The Washington Democrat had just pushed an amendment that aimed to essentially kill a Republican one that would block the Navy from sidelining 11 cruisers to save money. As he had for some time about the full list of cuts proposed by the US military, Smith warned his colleagues that cuts today would free up funding for new weapon systems later.

Smith contended that resisting the Pentagon’s proposed weapons program cuts would create only a more dismal budget situation for the military next year, and the next, and five years down the road. Most of his colleagues were not having it. One, Rep. Rob Wittman, R-Va., called Smith’s amendment and argument “ridiculous.”

Wittman and other members shot back that fewer platforms now would not deliver major savings, and would leave the Navy less ready to fight now, an argument most House Armed Services Committee members supported. The largely GOP-written bill protects weapon programs now, even if that means inciting possible budgetary chaos later.

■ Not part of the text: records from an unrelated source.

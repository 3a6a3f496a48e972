pub mod discovery;
pub mod fill_in_options;
pub mod get_config;
pub mod load_user_config;
pub mod package_loader;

“The House authorizers have declared themselves irrelevant for the second year in a row,” said Gordon Adams, who ran national defense budgeting for the Clinton administration. “This is simply, ‘Over to you, appropriators.’ They have managed to avoid any of the hard choices by basically saying, ‘No.’ ”

Smith said on May 8 that “this bill ... neglects to make some of the difficult choices necessary to confront our long-term fiscal challenges.

“I understand none of the choices we are faced with are popular, or what any of us want, but that does not give us an excuse to undermine our military readiness,” Smith said. “As we move to the floor and then to conference with the Senate, I encourage my colleagues to look beyond parochial interests and focus on what is good for our country.”

As House Armed Services subcommittees released portions of the legislation, members blocked or reversed the armed services’ cost-cutting proposals. That trend continued as the full panel continued work on the bill on May 7 and 8.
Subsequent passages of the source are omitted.